Orange's ex-boss faces trial over suicides at the French telecoms group

Didier Lombard, former boss of Orange, the renamed France Telecom - REUTERS
Didier Lombard, former boss of Orange, the renamed France Telecom - REUTERS

The former head of France Telecom - since renamed Orange - and six other directors face trial over a run of suicides at the company allegedly caused by a culture of harassment at the company.

Ex-boss Didier Lombard and senior colleagues led the telecoms business through a tough restructuring that aimed to cut 22,000 jobs, move 10,000 staff into other roles and recruit 6,000 new employees.

The plan, which began in 2006, aimed to force through the cuts within three years following the company’s privatisation.

Mr Lombard is accused of telling managers to do everything possible to push staff to leave “through the window or door”, with the aim of demoralising them so they quit.

Measures to achieve this included transferring workers to distant roles away from their families, giving them demeaning roles, “forgetting” staff during office moves, or leaving them in vacated offices without desks or chairs, according to reports.

Mr Lombard at a 2009 press conference after an employee committed suicide by jumping from a highway overpass - Credit: AFP
Mr Lombard at a 2009 press conference after an employee committed suicide by jumping from a highway overpass Credit: AFP

The atmosphere took a heavy toll on staff with workplace stress blamed on a spate of suicides starting in 2008 that cost more than 30 lives.

These included one man who stabbed himself in the stomach during a staff meeting, another who set fire to himself in a work car park, and a woman who threw herself out of a window.

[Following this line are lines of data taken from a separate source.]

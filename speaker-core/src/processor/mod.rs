//! The device's audio front door: recorder, streamed playback and prompts
//! over one pair of codec devices.
//!
//! ```text
//!  rec_dev ──► Recorder: ai_afe → rate_cvt → encoder ──► ring ──► recorder_read_data
//!
//!  playback_feed_data ──► Fifo ──► playback player ─┐
//!                                                   ├──► play_dev
//!  prompt_play(url) ─────────────► prompt player ───┘
//! ```
//!
//! Playback frames are dropped while a prompt is playing, so prompts always
//! win the speaker.

pub mod playback;
pub mod prompt;
pub mod recorder;

pub use playback::{Playback, PlaybackConfig, PLAYBACK_URL};
pub use prompt::{Prompt, PromptConfig, PromptGate, FOREVER_PROMPT_WAIT};
pub use recorder::{Recorder, RecorderConfig, RecorderEventFn};

use std::sync::Arc;

use parking_lot::Mutex;
use serde::{Deserialize, Serialize};
use tracing::{info, warn};

use crate::afe::AfeEngine;
use crate::codec::CodecDevice;
use crate::elements::{AfeControl, Encoder, RateConvert};
use crate::error::Result;
use crate::graph::{CodecIo, Pool, PortDir};
use crate::player::{AudioPlayer, PlayerReadFn, PlayerWriteFn, SimplePlayer, SimplePlayerConfig};

/// Lifecycle of the recorder, playback and prompt slots.
#[derive(Debug, Clone, Copy, PartialEq, Eq, Default, Serialize, Deserialize)]
#[serde(rename_all = "lowercase")]
pub enum ProcessorState {
    Idle,
    Playing,
    #[default]
    Closed,
}

/// Builds a player named `name` around the given callbacks.
pub type PlayerFactory =
    Arc<dyn Fn(&str, Option<PlayerReadFn>, PlayerWriteFn) -> Arc<dyn AudioPlayer> + Send + Sync>;

/// [`SimplePlayer`]s sharing `config`, each on a thread named after its role.
pub fn simple_players(config: SimplePlayerConfig) -> PlayerFactory {
    Arc::new(move |name: &str, read: Option<PlayerReadFn>, write: PlayerWriteFn| {
        let mut cfg = config.clone();
        cfg.thread.name = name.to_string();
        let player: Arc<dyn AudioPlayer> = Arc::new(SimplePlayer::new(cfg, read, write));
        player
    })
}

#[derive(Debug, Clone)]
pub struct ProcessorConfig {
    /// Speaker volume set at construction. Default: 70.
    pub playback_volume: u8,
    pub recorder: RecorderConfig,
    pub playback: PlaybackConfig,
    pub prompt: PromptConfig,
}

impl Default for ProcessorConfig {
    fn default() -> Self {
        Self {
            playback_volume: 70,
            recorder: RecorderConfig::default(),
            playback: PlaybackConfig::default(),
            prompt: PromptConfig::default(),
        }
    }
}

pub struct AudioProcessor {
    pool: Arc<Mutex<Pool>>,
    recorder: Recorder,
    playback: Playback,
    prompt: Prompt,
}

impl AudioProcessor {
    /// Register the stock elements and codec I/O, set the speaker volume.
    ///
    /// # Errors
    /// Whatever the playback device reports for the volume change.
    pub fn new(
        config: ProcessorConfig,
        play_dev: Arc<dyn CodecDevice>,
        rec_dev: Arc<dyn CodecDevice>,
        players: PlayerFactory,
    ) -> Result<Self> {
        let mut pool = Pool::new();
        pool.register_element(Box::new(RateConvert::default()));
        pool.register_element(Box::new(Encoder::default()));
        pool.register_io(Arc::new(CodecIo::new("codec_in", PortDir::In, Arc::clone(&rec_dev))));
        pool.register_io(Arc::new(CodecIo::new("codec_out", PortDir::Out, Arc::clone(&play_dev))));
        play_dev.set_out_volume(config.playback_volume)?;
        info!(volume = config.playback_volume, "audio processor ready");

        let pool = Arc::new(Mutex::new(pool));
        let gate = Arc::new(PromptGate::new());
        Ok(Self {
            recorder: Recorder::new(config.recorder, Arc::clone(&pool), rec_dev),
            playback: Playback::new(
                config.playback,
                Arc::clone(&gate),
                Arc::clone(&play_dev),
                Arc::clone(&players),
            ),
            prompt: Prompt::new(config.prompt, gate, play_dev, players),
            pool,
        })
    }

    pub fn pool(&self) -> &Arc<Mutex<Pool>> {
        &self.pool
    }

    /// Pause or resume feeding the AFE.
    ///
    /// # Errors
    /// `InvalidState` while the recorder is closed.
    pub fn suspend(&self, suspend: bool) -> Result<()> {
        self.recorder.suspend(suspend)
    }

    /// Make the next AFE chunk report a wake word.
    pub fn trigger_wakeup(&self) -> Result<()> {
        self.recorder.trigger_wakeup()
    }

    pub fn afe_control(&self) -> Option<AfeControl> {
        self.recorder.afe_control()
    }

    // ---------------------------------------------------------------------
    // Recorder
    // ---------------------------------------------------------------------

    pub fn recorder_open(&self, cb: RecorderEventFn) -> Result<()> {
        self.recorder.open(cb)
    }

    pub fn recorder_open_with_engine(&self, engine: Arc<dyn AfeEngine>, cb: RecorderEventFn) -> Result<()> {
        self.recorder.open_with_engine(engine, cb)
    }

    pub fn recorder_close(&self) -> Result<()> {
        self.recorder.close()
    }

    pub fn recorder_read_data(&self, buf: &mut [u8]) -> Result<usize> {
        self.recorder.read_data(buf)
    }

    pub fn recorder(&self) -> &Recorder {
        &self.recorder
    }

    // ---------------------------------------------------------------------
    // Playback
    // ---------------------------------------------------------------------

    pub fn playback_open(&self) -> Result<()> {
        self.playback.open()
    }

    pub fn playback_close(&self) -> Result<()> {
        self.playback.close()
    }

    pub fn playback_run(&self) -> Result<()> {
        self.playback.run()
    }

    pub fn playback_stop(&self) -> Result<()> {
        self.playback.stop()
    }

    pub fn playback_feed_data(&self, data: &[u8]) -> Result<()> {
        self.playback.feed_data(data)
    }

    pub fn playback_state(&self) -> ProcessorState {
        self.playback.state()
    }

    // ---------------------------------------------------------------------
    // Prompt
    // ---------------------------------------------------------------------

    pub fn prompt_open(&self) -> Result<()> {
        self.prompt.open()
    }

    pub fn prompt_close(&self) -> Result<()> {
        self.prompt.close()
    }

    pub fn prompt_play(&self, url: &str) -> Result<()> {
        self.prompt.play(url)
    }

    pub fn prompt_stop(&self) -> Result<()> {
        self.prompt.stop()
    }

    pub fn prompt_play_with_block(&self, url: &str, timeout_ms: i64) -> Result<()> {
        self.prompt.play_with_block(url, timeout_ms)
    }

    pub fn prompt_play_mute(&self, mute: bool) -> Result<()> {
        self.prompt.play_mute(mute)
    }

    pub fn prompt_state(&self) -> ProcessorState {
        self.prompt.gate().state()
    }

    /// Close prompt, playback and recorder, in that order.
    pub fn shutdown(&self) {
        for (what, res) in [
            ("prompt", self.prompt.close()),
            ("playback", self.playback.close()),
            ("recorder", self.recorder.close()),
        ] {
            if let Err(e) = res {
                warn!(what, "close failed: {e}");
            }
        }
    }
}

impl std::fmt::Debug for AudioProcessor {
    fn fmt(&self, f: &mut std::fmt::Formatter<'_>) -> std::fmt::Result {
        f.debug_struct("AudioProcessor")
            .field("recorder", &self.recorder)
            .field("playback", &self.playback)
            .field("prompt", &self.prompt)
            .finish()
    }
}

#[cfg(test)]
mod tests {
    use super::*;
    use crate::codec::NullCodec;
    use crate::elements::{AFE_TAG, ENCODER_TAG, RATE_CVT_TAG};
    use crate::error::SpeakerError;

    fn processor() -> (AudioProcessor, Arc<NullCodec>) {
        let play = Arc::new(NullCodec::default());
        let rec = Arc::new(NullCodec::default());
        let proc = AudioProcessor::new(
            ProcessorConfig::default(),
            play.clone(),
            rec,
            simple_players(SimplePlayerConfig::default()),
        )
        .unwrap();
        (proc, play)
    }

    #[test]
    fn construction_registers_stages_and_sets_volume() {
        let (proc, play) = processor();
        assert_eq!(play.stats().volume(), 70);
        assert_eq!(proc.pool().lock().element_tags(), vec![RATE_CVT_TAG, ENCODER_TAG]);
        assert!(!proc.pool().lock().element_tags().contains(&AFE_TAG));
    }

    #[test]
    fn afe_calls_need_an_open_recorder() {
        let (proc, _) = processor();
        assert!(matches!(proc.suspend(true), Err(SpeakerError::InvalidState(_))));
        assert!(proc.trigger_wakeup().is_err());
        assert!(proc.afe_control().is_none());
    }

    #[test]
    fn everything_starts_closed() {
        let (proc, _) = processor();
        assert_eq!(proc.playback_state(), ProcessorState::Closed);
        assert_eq!(proc.prompt_state(), ProcessorState::Closed);
        proc.prompt_open().unwrap();
        proc.playback_open().unwrap();
        assert_eq!(proc.prompt_state(), ProcessorState::Idle);
        assert_eq!(proc.playback_state(), ProcessorState::Idle);
        proc.shutdown();
        assert_eq!(proc.playback_state(), ProcessorState::Closed);
        assert_eq!(proc.prompt_state(), ProcessorState::Closed);
    }
}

During one 10-day period in 2010, five employees committed suicide.

A 2010 labour report called management’s methods "pathogenic".

In the process of a seven-year inquiry by Paris’s public prosecutor into the deaths, it emerged one staff member left a suicide note saying they could not take the strain of “management through terror”.

Under questioning, executives said there were no concrete targets for staff cuts, only “guidelines”. However, the prosecutor said managers had been “trained to demoralise their teams and their bonuses were dependent on this”.

Mr Lombard himself caused outrage when asked to explain the suicides, describing them as a “fashion”.  

The former chief executive, who denied any wrongdoing during an investigation of the suicides, stepped down as chief executive of Orange in early 2010 amid criticism of his handling of the crisis.

Mr Lombard and his former colleagues - all of but two of whom are now retired -  are accused of “moral harassment”. Under the charge, they are alleged to have taken part, or assisted, in psychological harassment, a crime which carries a maximum sentence of two years’ imprisonment and a fine of up to €30,000 if found guilty.

In a statement, Orange said "As we have always said, Orange rejects the accusations and will make its case during the public hearing which will be scheduled in the coming months."

Mr Lombard's lawyer called the charge "absurd".

The CFE-CGC union which represents staff at Orange said the case - which is not expected to start until late 2019 - must “serve as an example so that management never again uses social violence to get people to leave.